-- The problem --
Where the line containing "pub struct LoaderConfig" appears, end your copy; everything from the first line of the records below up to and including it must be reproduced exactly.

Start of Working data

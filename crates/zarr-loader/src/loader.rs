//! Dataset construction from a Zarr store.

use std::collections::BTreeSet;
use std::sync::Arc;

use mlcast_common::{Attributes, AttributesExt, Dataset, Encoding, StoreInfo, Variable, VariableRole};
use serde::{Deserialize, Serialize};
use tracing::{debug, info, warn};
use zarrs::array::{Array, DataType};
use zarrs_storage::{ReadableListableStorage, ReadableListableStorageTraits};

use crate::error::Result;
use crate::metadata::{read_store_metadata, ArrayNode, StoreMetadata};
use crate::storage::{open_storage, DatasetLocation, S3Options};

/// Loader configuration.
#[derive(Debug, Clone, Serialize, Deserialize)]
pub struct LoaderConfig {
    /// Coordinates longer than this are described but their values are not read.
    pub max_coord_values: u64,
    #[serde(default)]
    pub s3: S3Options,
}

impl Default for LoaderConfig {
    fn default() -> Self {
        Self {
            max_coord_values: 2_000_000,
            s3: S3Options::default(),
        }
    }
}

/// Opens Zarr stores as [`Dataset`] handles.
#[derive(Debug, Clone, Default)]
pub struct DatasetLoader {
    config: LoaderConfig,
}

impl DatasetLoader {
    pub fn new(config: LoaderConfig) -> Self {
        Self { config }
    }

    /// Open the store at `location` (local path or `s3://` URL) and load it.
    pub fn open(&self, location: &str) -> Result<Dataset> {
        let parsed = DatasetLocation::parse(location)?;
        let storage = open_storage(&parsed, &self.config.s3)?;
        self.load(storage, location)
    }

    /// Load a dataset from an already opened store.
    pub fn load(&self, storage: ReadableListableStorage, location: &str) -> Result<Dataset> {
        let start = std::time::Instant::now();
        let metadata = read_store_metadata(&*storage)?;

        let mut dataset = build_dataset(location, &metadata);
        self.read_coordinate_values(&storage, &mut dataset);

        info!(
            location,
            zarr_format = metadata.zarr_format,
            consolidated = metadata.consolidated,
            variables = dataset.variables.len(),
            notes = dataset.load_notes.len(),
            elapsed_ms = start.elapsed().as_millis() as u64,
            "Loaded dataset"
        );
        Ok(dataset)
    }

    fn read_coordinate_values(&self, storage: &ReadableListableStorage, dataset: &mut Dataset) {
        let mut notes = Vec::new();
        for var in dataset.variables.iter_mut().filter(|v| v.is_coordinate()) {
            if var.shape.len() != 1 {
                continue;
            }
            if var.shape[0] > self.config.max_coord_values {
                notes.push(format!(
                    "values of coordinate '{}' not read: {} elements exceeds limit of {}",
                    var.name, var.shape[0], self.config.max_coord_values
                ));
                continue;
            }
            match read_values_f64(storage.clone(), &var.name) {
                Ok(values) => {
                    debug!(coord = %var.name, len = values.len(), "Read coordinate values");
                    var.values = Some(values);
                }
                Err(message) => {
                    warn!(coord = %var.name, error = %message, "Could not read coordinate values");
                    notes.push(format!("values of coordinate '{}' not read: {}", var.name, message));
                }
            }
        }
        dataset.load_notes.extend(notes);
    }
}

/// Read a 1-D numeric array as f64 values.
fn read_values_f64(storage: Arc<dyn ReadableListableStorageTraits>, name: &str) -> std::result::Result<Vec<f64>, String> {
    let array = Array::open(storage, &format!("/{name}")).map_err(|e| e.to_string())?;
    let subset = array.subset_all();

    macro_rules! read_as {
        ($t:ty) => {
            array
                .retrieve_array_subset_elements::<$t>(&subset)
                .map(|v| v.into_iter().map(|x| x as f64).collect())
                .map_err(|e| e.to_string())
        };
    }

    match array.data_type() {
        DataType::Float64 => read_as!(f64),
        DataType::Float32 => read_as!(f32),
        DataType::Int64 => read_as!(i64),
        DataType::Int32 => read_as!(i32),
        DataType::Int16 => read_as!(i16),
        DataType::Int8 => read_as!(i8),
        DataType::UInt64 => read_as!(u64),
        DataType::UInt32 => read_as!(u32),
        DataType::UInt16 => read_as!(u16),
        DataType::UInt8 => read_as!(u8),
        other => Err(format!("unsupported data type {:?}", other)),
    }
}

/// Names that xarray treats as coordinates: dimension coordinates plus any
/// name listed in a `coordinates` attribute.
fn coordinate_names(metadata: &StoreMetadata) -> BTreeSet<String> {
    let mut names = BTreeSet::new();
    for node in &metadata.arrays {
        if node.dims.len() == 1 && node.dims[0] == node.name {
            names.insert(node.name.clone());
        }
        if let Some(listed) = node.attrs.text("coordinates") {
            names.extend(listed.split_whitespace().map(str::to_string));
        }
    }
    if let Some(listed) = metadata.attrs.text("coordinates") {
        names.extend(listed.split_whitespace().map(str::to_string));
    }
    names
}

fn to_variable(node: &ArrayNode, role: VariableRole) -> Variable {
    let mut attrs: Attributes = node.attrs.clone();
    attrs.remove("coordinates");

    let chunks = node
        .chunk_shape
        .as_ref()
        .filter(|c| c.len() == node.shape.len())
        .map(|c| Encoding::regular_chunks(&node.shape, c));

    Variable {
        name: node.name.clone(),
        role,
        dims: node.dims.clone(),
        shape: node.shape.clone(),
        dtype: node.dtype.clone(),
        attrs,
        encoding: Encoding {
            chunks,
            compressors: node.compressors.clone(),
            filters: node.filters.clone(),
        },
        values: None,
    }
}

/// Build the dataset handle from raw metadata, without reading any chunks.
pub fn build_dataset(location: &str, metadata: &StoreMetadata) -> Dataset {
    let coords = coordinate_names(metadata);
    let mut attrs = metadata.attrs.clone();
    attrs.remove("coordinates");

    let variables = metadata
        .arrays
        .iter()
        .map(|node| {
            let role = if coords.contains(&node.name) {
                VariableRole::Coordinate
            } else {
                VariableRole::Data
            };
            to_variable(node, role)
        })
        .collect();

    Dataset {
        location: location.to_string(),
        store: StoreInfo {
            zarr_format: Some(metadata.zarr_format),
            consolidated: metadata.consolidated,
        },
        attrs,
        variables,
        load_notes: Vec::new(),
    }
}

End of Working data

-- Result of the task --
filename crates/zarr-loader/src/loader.rs
//! Dataset construction from a Zarr store.

use std::collections::BTreeSet;
use std::sync::Arc;

use mlcast_common::{Attributes, AttributesExt, Dataset, Encoding, StoreInfo, Variable, VariableRole};
use serde::{Deserialize, Serialize};
use tracing::{debug, info, warn};
use zarrs::array::{Array, DataType};
use zarrs_storage::{ReadableListableStorage, ReadableListableStorageTraits};

use crate::error::Result;
use crate::metadata::{read_store_metadata, ArrayNode, StoreMetadata};
use crate::storage::{open_storage, DatasetLocation, S3Options};

/// Loader configuration.
#[derive(Debug, Clone, Serialize, Deserialize)]
pub struct LoaderConfig {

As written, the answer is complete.